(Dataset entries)
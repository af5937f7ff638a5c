// SPDX-FileCopyrightText: 2026 Alfred Contributors
// SPDX-License-Identifier: MIT OR Apache-2.0

//! Configuration model structs for the Alfred memory engine.
//!
//! All structs use `#[serde(deny_unknown_fields)]` to reject unrecognized
//! config keys at startup, providing actionable error messages.

use std::path::PathBuf;

use serde::{Deserialize, Serialize};

/// Provider name of the local ONNX embedder.
pub const PROVIDER_ONNX: &str = "onnx";
/// Provider name of the local Ollama daemon embedder.
pub const PROVIDER_OLLAMA: &str = "ollama";
/// Provider name of the remote OpenAI-compatible embedder.
pub const PROVIDER_OPENAI: &str = "openai";

/// The only model the local ONNX provider knows how to fetch and run.
pub const ONNX_MODEL_NAME: &str = "all-MiniLM-L6-v2";

/// Every provider name accepted in `embedding.providers`.
pub const KNOWN_PROVIDERS: &[&str] = &[PROVIDER_ONNX, PROVIDER_OLLAMA, PROVIDER_OPENAI];

/// Top-level Alfred configuration.
///
/// Loaded from TOML files following the XDG hierarchy plus `$ALFRED_HOME`,
/// with environment variable overrides. All sections are optional.
#[derive(Debug, Clone, Default, Deserialize, Serialize)]
#[serde(deny_unknown_fields)]
pub struct AlfredConfig {
    /// Agent identity and logging settings.
    #[serde(default)]
    pub agent: AgentConfig,

    /// Storage backend settings.
    #[serde(default)]
    pub storage: StorageConfig,

    /// Privacy gate settings.
    #[serde(default)]
    pub privacy: PrivacyConfig,

    /// Retrieval and fusion settings.
    #[serde(default)]
    pub memory: MemoryConfig,

    /// Embedding provider chain settings.
    #[serde(default)]
    pub embedding: EmbeddingConfig,
}

/// Resolve the Alfred home directory: `$ALFRED_HOME`, else `~/.alfred`.
pub fn alfred_home() -> PathBuf {
    if let Ok(home) = std::env::var("ALFRED_HOME") {
        PathBuf::from(home)
    } else if let Some(home) = dirs::home_dir() {
        home.join(".alfred")
    } else {
        PathBuf::from(".alfred")
    }
}

/// Agent identity and logging configuration.
#[derive(Debug, Clone, Deserialize, Serialize)]
#[serde(deny_unknown_fields)]
pub struct AgentConfig {
    /// Display name of the agent.
    #[serde(default = "default_agent_name")]
    pub name: String,

    /// Logging level (trace, debug, info, warn, error).
    #[serde(default = "default_log_level")]
    pub log_level: String,
}

impl Default for AgentConfig {
    fn default() -> Self {
        Self {
            name: default_agent_name(),
            log_level: default_log_level(),
        }
    }
}

fn default_agent_name() -> String {
    "alfred".to_string()
}

fn default_log_level() -> String {
    "info".to_string()
}

/// Storage backend configuration.
#[derive(Debug, Clone, Deserialize, Serialize)]
#[serde(deny_unknown_fields)]
pub struct StorageConfig {
    /// Path to the SQLite database file holding the memory store.
    #[serde(default = "default_database_path")]
    pub database_path: String,

    /// Enable WAL (Write-Ahead Logging) mode for SQLite.
    #[serde(default = "default_wal_mode")]
    pub wal_mode: bool,
}

impl Default for StorageConfig {
    fn default() -> Self {
        Self {
            database_path: default_database_path(),
            wal_mode: default_wal_mode(),
        }
    }
}

fn default_database_path() -> String {
    alfred_home()
        .join("memory.db")
        .to_string_lossy()
        .into_owned()
}

fn default_wal_mode() -> bool {
    true
}

/// Privacy gate configuration.
#[derive(Debug, Clone, Deserialize, Serialize)]
#[serde(deny_unknown_fields)]
pub struct PrivacyConfig {
    /// Keep all text on the device. When true, remote embedding providers
    /// are never constructed even if listed in `embedding.providers`.
    #[serde(default = "default_true")]
    pub local_only: bool,
}

impl Default for PrivacyConfig {
    fn default() -> Self {
        Self {
            local_only: default_true(),
        }
    }
}

fn default_true() -> bool {
    true
}

/// Retrieval configuration for hybrid (vector + BM25) search.
#[derive(Debug, Clone, Deserialize, Serialize)]
#[serde(deny_unknown_fields)]
pub struct MemoryConfig {
    /// Number of results returned when the caller does not set a limit.
    #[serde(default = "default_limit")]
    pub default_limit: usize,

    /// RRF weight of the vector (semantic) ranking.
    #[serde(default = "default_vector_weight")]
    pub vector_weight: f64,

    /// RRF weight of the BM25 (lexical) ranking.
    #[serde(default = "default_bm25_weight")]
    pub bm25_weight: f64,

    /// RRF fusion constant `k`.
    #[serde(default = "default_rrf_k")]
    pub rrf_k: f64,

    /// Lower bound on candidates pulled from each sub-retriever.
    #[serde(default = "default_min_candidates")]
    pub min_candidates: usize,

    /// Candidates pulled from each sub-retriever per requested result.
    #[serde(default = "default_candidate_multiplier")]
    pub candidate_multiplier: usize,

    /// BM25 term-frequency saturation.
    #[serde(default = "default_bm25_k1")]
    pub bm25_k1: f64,

    /// BM25 document-length normalization.
    #[serde(default = "default_bm25_b")]
    pub bm25_b: f64,

    /// Use the SQLite FTS5 index for the lexical leg, falling back to the
    /// in-memory BM25 rebuild when it fails.
    #[serde(default = "default_true")]
    pub fts_acceleration: bool,
}

impl Default for MemoryConfig {
    fn default() -> Self {
        Self {
            default_limit: default_limit(),
            vector_weight: default_vector_weight(),
            bm25_weight: default_bm25_weight(),
            rrf_k: default_rrf_k(),
            min_candidates: default_min_candidates(),
            candidate_multiplier: default_candidate_multiplier(),
            bm25_k1: default_bm25_k1(),
            bm25_b: default_bm25_b(),
            fts_acceleration: default_true(),
        }
    }
}

fn default_limit() -> usize {
    10
}

fn default_vector_weight() -> f64 {
    0.7
}

fn default_bm25_weight() -> f64 {
    0.3
}

fn default_rrf_k() -> f64 {
    60.0
}

fn default_min_candidates() -> usize {
    50
}

fn default_candidate_multiplier() -> usize {
    3
}

fn default_bm25_k1() -> f64 {
    1.2
}

fn default_bm25_b() -> f64 {
    0.75
}

/// Embedding provider chain configuration.
#[derive(Debug, Clone, Deserialize, Serialize)]
#[serde(deny_unknown_fields)]
pub struct EmbeddingConfig {
    /// Provider names in priority order. Known: `onnx`, `ollama`, `openai`.
    #[serde(default = "default_providers")]
    pub providers: Vec<String>,

    /// Dimensionality shared by every provider and the memory store.
    #[serde(default = "default_dimensions")]
    pub dimensions: usize,

    /// Timeout for a provider availability probe, in milliseconds.
    #[serde(default = "default_probe_timeout_ms")]
    pub probe_timeout_ms: u64,

    /// Timeout for one embed or embed-batch call, in milliseconds.
    #[serde(default = "default_embed_timeout_ms")]
    pub embed_timeout_ms: u64,

    /// Local ONNX model settings.
    #[serde(default)]
    pub onnx: OnnxConfig,

    /// Local Ollama daemon settings.
    #[serde(default)]
    pub ollama: OllamaConfig,

    /// Remote OpenAI-compatible API settings.
    #[serde(default)]
    pub openai: OpenAiConfig,
}

impl Default for EmbeddingConfig {
    fn default() -> Self {
        Self {
            providers: default_providers(),
            dimensions: default_dimensions(),
            probe_timeout_ms: default_probe_timeout_ms(),
            embed_timeout_ms: default_embed_timeout_ms(),
            onnx: OnnxConfig::default(),
            ollama: OllamaConfig::default(),
            openai: OpenAiConfig::default(),
        }
    }
}

fn default_providers() -> Vec<String> {
    vec![PROVIDER_ONNX.to_string(), PROVIDER_OLLAMA.to_string()]
}

fn default_dimensions() -> usize {
    384
}

fn default_probe_timeout_ms() -> u64 {
    2_000
}

fn default_embed_timeout_ms() -> u64 {
    30_000
}

/// Local ONNX embedding model settings.
#[derive(Debug, Clone, Deserialize, Serialize)]
#[serde(deny_unknown_fields)]
pub struct OnnxConfig {
    /// Model name, also the directory under `<data_dir>/models/`.
    /// Only [`ONNX_MODEL_NAME`] is supported.
    #[serde(default = "default_onnx_model_name")]
    pub model_name: String,

    /// Directory holding downloaded models. Defaults to the Alfred home.
    #[serde(default)]
    pub data_dir: Option<String>,

    /// Download the model from HuggingFace on first use when missing.
    #[serde(default)]
    pub auto_download: bool,
}

impl Default for OnnxConfig {
    fn default() -> Self {
        Self {
            model_name: default_onnx_model_name(),
            data_dir: None,
            auto_download: false,
        }
    }
}

impl OnnxConfig {
    /// Effective data directory.
    pub fn resolved_data_dir(&self) -> PathBuf {
        self.data_dir
            .as_ref()
            .map(PathBuf::from)
            .unwrap_or_else(alfred_home)
    }
}

fn default_onnx_model_name() -> String {
    ONNX_MODEL_NAME.to_string()
}

/// Local Ollama daemon settings.
#[derive(Debug, Clone, Deserialize, Serialize)]
#[serde(deny_unknown_fields)]
pub struct OllamaConfig {
    /// Base URL of the Ollama daemon.
    #[serde(default = "default_ollama_host")]
    pub host: String,

    /// Embedding model served by Ollama.
    #[serde(default = "default_ollama_model")]
    pub model: String,
}

impl Default for OllamaConfig {
    fn default() -> Self {
        Self {
            host: default_ollama_host(),
            model: default_ollama_model(),
        }
    }
}

fn default_ollama_host() -> String {
    "http://localhost:11434".to_string()
}

fn default_ollama_model() -> String {
    "all-minilm".to_string()
}

/// Remote OpenAI-compatible embedding API settings.
#[derive(Debug, Clone, Deserialize, Serialize)]
#[serde(deny_unknown_fields)]
pub struct OpenAiConfig {
    /// API key. The provider reports itself unavailable without one.
    #[serde(default)]
    pub api_key: Option<String>,

    /// API base URL (Azure OpenAI and compatible servers work too).
    #[serde(default = "default_openai_base_url")]
    pub base_url: String,

    /// Embedding model name.
    #[serde(default = "default_openai_model")]
    pub model: String,
}

impl Default for OpenAiConfig {
    fn default() -> Self {
        Self {
            api_key: None,
            base_url: default_openai_base_url(),
            model: default_openai_model(),
        }
    }
}

fn default_openai_base_url() -> String {
    "https://api.openai.com/v1".to_string()
}

fn default_openai_model() -> String {
    "text-embedding-3-small".to_string()
}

■ Problem details:
Once you find the line with "from each sub-retriever." in the entries above, output it and each line after it up to and including the line with "fn default_bm25_k1() ->", and nothing else.

■ Answer to this problem:
    /// Lower bound on candidates pulled from each sub-retriever.
    #[serde(default = "default_min_candidates")]
    pub min_candidates: usize,

    /// Candidates pulled from each sub-retriever per requested result.
    #[serde(default = "default_candidate_multiplier")]
    pub candidate_multiplier: usize,

    /// BM25 term-frequency saturation.
    #[serde(default = "default_bm25_k1")]
    pub bm25_k1: f64,

    /// BM25 document-length normalization.
    #[serde(default = "default_bm25_b")]
    pub bm25_b: f64,

    /// Use the SQLite FTS5 index for the lexical leg, falling back to the
    /// in-memory BM25 rebuild when it fails.
    #[serde(default = "default_true")]
    pub fts_acceleration: bool,
}

impl Default for MemoryConfig {
    fn default() -> Self {
        Self {
            default_limit: default_limit(),
            vector_weight: default_vector_weight(),
            bm25_weight: default_bm25_weight(),
            rrf_k: default_rrf_k(),
            min_candidates: default_min_candidates(),
            candidate_multiplier: default_candidate_multiplier(),
            bm25_k1: default_bm25_k1(),
            bm25_b: default_bm25_b(),
            fts_acceleration: default_true(),
        }
    }
}

fn default_limit() -> usize {
    10
}

fn default_vector_weight() -> f64 {
    0.7
}

fn default_bm25_weight() -> f64 {
    0.3
}

fn default_rrf_k() -> f64 {
    60.0
}

fn default_min_candidates() -> usize {
    50
}

fn default_candidate_multiplier() -> usize {
    3
}

fn default_bm25_k1() -> f64 {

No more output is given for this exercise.